Data records:
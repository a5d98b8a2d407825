use crate::broker::{BrokerResult, Error};
use crate::message::Message;
use crate::options::Table;
use crate::queue::Queue;
use log::{debug, warn};
use serde::{Deserialize, Serialize};
use std::borrow::Borrow;
use std::collections::HashMap;
use std::fmt::Display;
use std::str::FromStr;
use std::sync::Arc;
use tap::TapFallible;
use tokio::sync::RwLock;

pub mod headers;
pub mod topic;

pub use headers::headers_match;
pub use topic::topic_match;

#[derive(Debug, Hash, PartialEq, Eq, Clone)]
pub struct ExchangeName(String);

impl ExchangeName {
    pub fn as_str(&self) -> &str {
        &self.0
    }
}

impl From<&str> for ExchangeName {
    fn from(value: &str) -> Self {
        ExchangeName(value.to_owned())
    }
}

impl Display for ExchangeName {
    fn fmt(&self, f: &mut std::fmt::Formatter<'_>) -> std::fmt::Result {
        f.write_str(&self.0)
    }
}

impl Borrow<str> for ExchangeName {
    fn borrow(&self) -> &str {
        &self.0
    }
}

#[derive(Debug, Clone, Copy, PartialEq, Eq, Hash, Serialize, Deserialize)]
#[serde(rename_all = "lowercase")]
pub enum ExchangeKind {
    Direct,
    Topic,
    Headers,
}

impl FromStr for ExchangeKind {
    type Err = Error;

    fn from_str(s: &str) -> Result<Self, Self::Err> {
        match s {
            "direct" => Ok(ExchangeKind::Direct),
            "topic" => Ok(ExchangeKind::Topic),
            "headers" => Ok(ExchangeKind::Headers),
            other => Err(Error::InvalidKind(other.to_owned())),
        }
    }
}

impl Display for ExchangeKind {
    fn fmt(&self, f: &mut std::fmt::Formatter<'_>) -> std::fmt::Result {
        f.write_str(match self {
            ExchangeKind::Direct => "direct",
            ExchangeKind::Topic => "topic",
            ExchangeKind::Headers => "headers",
        })
    }
}

/// Target queue of a binding plus its arguments (the header-match table
/// for headers exchanges).
#[derive(Debug, Clone)]
pub struct Binding {
    queue: Arc<Queue>,
    arguments: Table,
}

impl Binding {
    pub fn new(queue: Arc<Queue>, arguments: Table) -> Self {
        Self { queue, arguments }
    }

    pub fn queue(&self) -> &Arc<Queue> {
        &self.queue
    }

    pub fn arguments(&self) -> &Table {
        &self.arguments
    }
}

/// Binding key to binding. One binding per key.
type BindingTable = RwLock<HashMap<String, Binding>>;

#[derive(Debug)]
enum Router {
    Direct(BindingTable),
    Topic(BindingTable),
    Headers(BindingTable),
}

impl Router {
    fn bindings(&self) -> &BindingTable {
        match self {
            Router::Direct(b) | Router::Topic(b) | Router::Headers(b) => b,
        }
    }
}

#[derive(Debug)]
pub struct Exchange {
    name: ExchangeName,
    router: Router,
}

impl Exchange {
    pub fn new(name: ExchangeName, kind: ExchangeKind) -> Self {
        let bindings = BindingTable::default();
        let router = match kind {
            ExchangeKind::Direct => Router::Direct(bindings),
            ExchangeKind::Topic => Router::Topic(bindings),
            ExchangeKind::Headers => Router::Headers(bindings),
        };

        Self { name, router }
    }

    pub fn name(&self) -> &ExchangeName {
        &self.name
    }

    pub fn kind(&self) -> ExchangeKind {
        match self.router {
            Router::Direct(_) => ExchangeKind::Direct,
            Router::Topic(_) => ExchangeKind::Topic,
            Router::Headers(_) => ExchangeKind::Headers,
        }
    }

    /// Registers `binding` under `key`, replacing any binding with that key.
    pub async fn add_binding(
        &self,
        key: &str,
        binding: Binding,
    ) -> BrokerResult<()> {
        if let Router::Headers(_) = self.router {
            headers::match_type(binding.arguments())?;
        }

        self.router
            .bindings()
            .write()
            .await
            .insert(key.to_owned(), binding);
        Ok(())
    }

    /// Removes the binding under `key` if it targets `queue`. Returns
    /// whether a binding was removed.
    pub async fn del_binding(&self, key: &str, queue: &Queue) -> bool {
        let mut bindings = self.router.bindings().write().await;

        match bindings.get(key) {
            Some(binding) if binding.queue().name() == queue.name() => {
                bindings.remove(key);
                true
            }
            _ => false,
        }
    }

    /// Drops every binding that targets `queue`.
    pub async fn unbind_queue(&self, queue: &Queue) {
        self.router
            .bindings()
            .write()
            .await
            .retain(|_, binding| binding.queue().name() != queue.name());
    }

    pub async fn binding_keys(&self) -> Vec<String> {
        self.router.bindings().read().await.keys().cloned().collect()
    }

    /// Resolves the queues a message with `routing_key` and `headers` goes
    /// to. Direct exchanges fail with [`Error::NoRoute`] when nothing is
    /// bound to the key; topic and headers exchanges return an empty list.
    pub async fn targets(
        &self,
        routing_key: &str,
        headers: &Table,
    ) -> BrokerResult<Vec<Arc<Queue>>> {
        match &self.router {
            Router::Direct(bindings) => bindings
                .read()
                .await
                .get(routing_key)
                .map(|b| vec![Arc::clone(b.queue())])
                .ok_or_else(|| Error::NoRoute {
                    exchange: self.name.to_string(),
                    routing_key: routing_key.to_owned(),
                }),
            Router::Topic(bindings) => {
                let mut targets = Vec::new();
                for (pattern, binding) in bindings.read().await.iter() {
                    if topic_match(pattern, routing_key) {
                        push_unique(&mut targets, binding.queue());
                    }
                }
                Ok(targets)
            }
            Router::Headers(bindings) => {
                let mut targets = Vec::new();
                for binding in bindings.read().await.values() {
                    if headers_match(binding.arguments(), headers)? {
                        push_unique(&mut targets, binding.queue());
                    }
                }
                Ok(targets)
            }
        }
    }

    /// Enqueues `message` on every target queue and returns how many queues
    /// received it. The binding lock is not held while enqueueing.
    pub async fn route(
        &self,
        routing_key: &str,
        message: Message,
    ) -> BrokerResult<usize> {
        let targets = self
            .targets(routing_key, message.headers())
            .await
            .tap_err(|e| warn!("Routing on {} failed: {e}", self.name))?;

        if targets.is_empty() {
            debug!(
                "Dropping unroutable message {} on {} ({routing_key})",
                message.id(),
                self.name
            );
            return Ok(0);
        }

        for queue in &targets {
            queue.push(message.clone()).await;
        }

        Ok(targets.len())
    }
}

fn push_unique(targets: &mut Vec<Arc<Queue>>, queue: &Arc<Queue>) {
    if !targets.iter().any(|q| Arc::ptr_eq(q, queue)) {
        targets.push(Arc::clone(queue));
    }
}

#[cfg(test)]
mod tests {
    use serde_json::json;

    use super::*;
    use crate::options::Properties;

    fn queue(name: &str) -> Arc<Queue> {
        Arc::new(Queue::new(name.into()))
    }

    fn message(key: &str, headers: Table) -> Message {
        let props = Properties {
            headers,
            ..Properties::default()
        };
        Message::new("ex", key, "body", props)
    }

    #[tokio::test]
    async fn direct_routes_exact_key_only() {
        let ex = Exchange::new("ex".into(), ExchangeKind::Direct);
        let q = queue("q");
        ex.add_binding("jobs", Binding::new(q.clone(), Table::new()))
            .await
            .unwrap();

        assert_eq!(ex.route("jobs", message("jobs", Table::new())).await, Ok(1));
        assert_eq!(q.messages(), 1);

        assert_eq!(
            ex.route("jobs.x", message("jobs.x", Table::new())).await,
            Err(Error::NoRoute {
                exchange: "ex".into(),
                routing_key: "jobs.x".into()
            })
        );
    }

    #[tokio::test]
    async fn direct_rebinding_a_key_replaces_the_queue() {
        let ex = Exchange::new("ex".into(), ExchangeKind::Direct);
        let (first, second) = (queue("first"), queue("second"));
        ex.add_binding("k", Binding::new(first.clone(), Table::new()))
            .await
            .unwrap();
        ex.add_binding("k", Binding::new(second.clone(), Table::new()))
            .await
            .unwrap();

        ex.route("k", message("k", Table::new())).await.unwrap();

        assert_eq!(first.messages(), 0);
        assert_eq!(second.messages(), 1);
    }

    #[tokio::test]
    async fn topic_fans_out_and_drops_unmatched() {
        let ex = Exchange::new("ex".into(), ExchangeKind::Topic);
        let (all, layers) = (queue("all"), queue("layers"));
        ex.add_binding("#", Binding::new(all.clone(), Table::new()))
            .await
            .unwrap();
        ex.add_binding(
            "maps.layer.#",
            Binding::new(layers.clone(), Table::new()),
        )
        .await
        .unwrap();

        let key = "maps.layer.stored";
        assert_eq!(ex.route(key, message(key, Table::new())).await, Ok(2));
        assert_eq!(ex.route("maps", message("maps", Table::new())).await, Ok(1));

        assert_eq!(all.messages(), 2);
        assert_eq!(layers.messages(), 1);

        assert!(!ex.del_binding("#", &layers).await);
        assert!(ex.del_binding("#", &all).await);
        assert_eq!(ex.route("maps", message("maps", Table::new())).await, Ok(0));
    }

    #[tokio::test]
    async fn topic_delivers_once_per_queue() {
        let ex = Exchange::new("ex".into(), ExchangeKind::Topic);
        let q = queue("q");
        for pattern in ["a.#", "#", "a.b"] {
            ex.add_binding(pattern, Binding::new(q.clone(), Table::new()))
                .await
                .unwrap();
        }

        assert_eq!(ex.route("a.b", message("a.b", Table::new())).await, Ok(1));
        assert_eq!(q.messages(), 1);
    }

    #[tokio::test]
    async fn headers_fan_out_to_every_match() {
        let ex = Exchange::new("ex".into(), ExchangeKind::Headers);
        let (pdf, any, everything) =
            (queue("pdf"), queue("any"), queue("everything"));

        let args = |v: serde_json::Value| match v {
            serde_json::Value::Object(t) => t,
            _ => unreachable!(),
        };

        ex.add_binding(
            "pdf",
            Binding::new(
                pdf.clone(),
                args(json!({"x-match": "all", "format": "pdf", "type": "report"})),
            ),
        )
        .await
        .unwrap();
        ex.add_binding(
            "any",
            Binding::new(
                any.clone(),
                args(json!({"x-match": "any", "format": "zip", "type": "report"})),
            ),
        )
        .await
        .unwrap();
        ex.add_binding("everything", Binding::new(everything.clone(), Table::new()))
            .await
            .unwrap();

        let headers = args(json!({"format": "pdf", "type": "report"}));
        assert_eq!(ex.route("", message("", headers)).await, Ok(3));

        let headers = args(json!({"format": "pdf"}));
        assert_eq!(ex.route("", message("", headers)).await, Ok(1));

        assert_eq!(pdf.messages(), 1);
        assert_eq!(any.messages(), 1);
        assert_eq!(everything.messages(), 2);
    }

    #[tokio::test]
    async fn headers_binding_rejects_invalid_match_type() {
        let ex = Exchange::new("ex".into(), ExchangeKind::Headers);
        let mut args = Table::new();
        args.insert("x-match".into(), json!("most"));

        assert_eq!(
            ex.add_binding("k", Binding::new(queue("q"), args)).await,
            Err(Error::InvalidMatchType("most".into()))
        );
        assert!(ex.binding_keys().await.is_empty());
    }

    #[test]
    fn kinds_parse() {
        assert_eq!("topic".parse::<ExchangeKind>(), Ok(ExchangeKind::Topic));
        assert_eq!(
            "fanout".parse::<ExchangeKind>(),
            Err(Error::InvalidKind("fanout".into()))
        );
    }
}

Work to complete: Your task is to copy each line of the material that contains the word "struct".

Finished task:
pub struct ExchangeName(String);
pub struct Binding {
pub struct Exchange {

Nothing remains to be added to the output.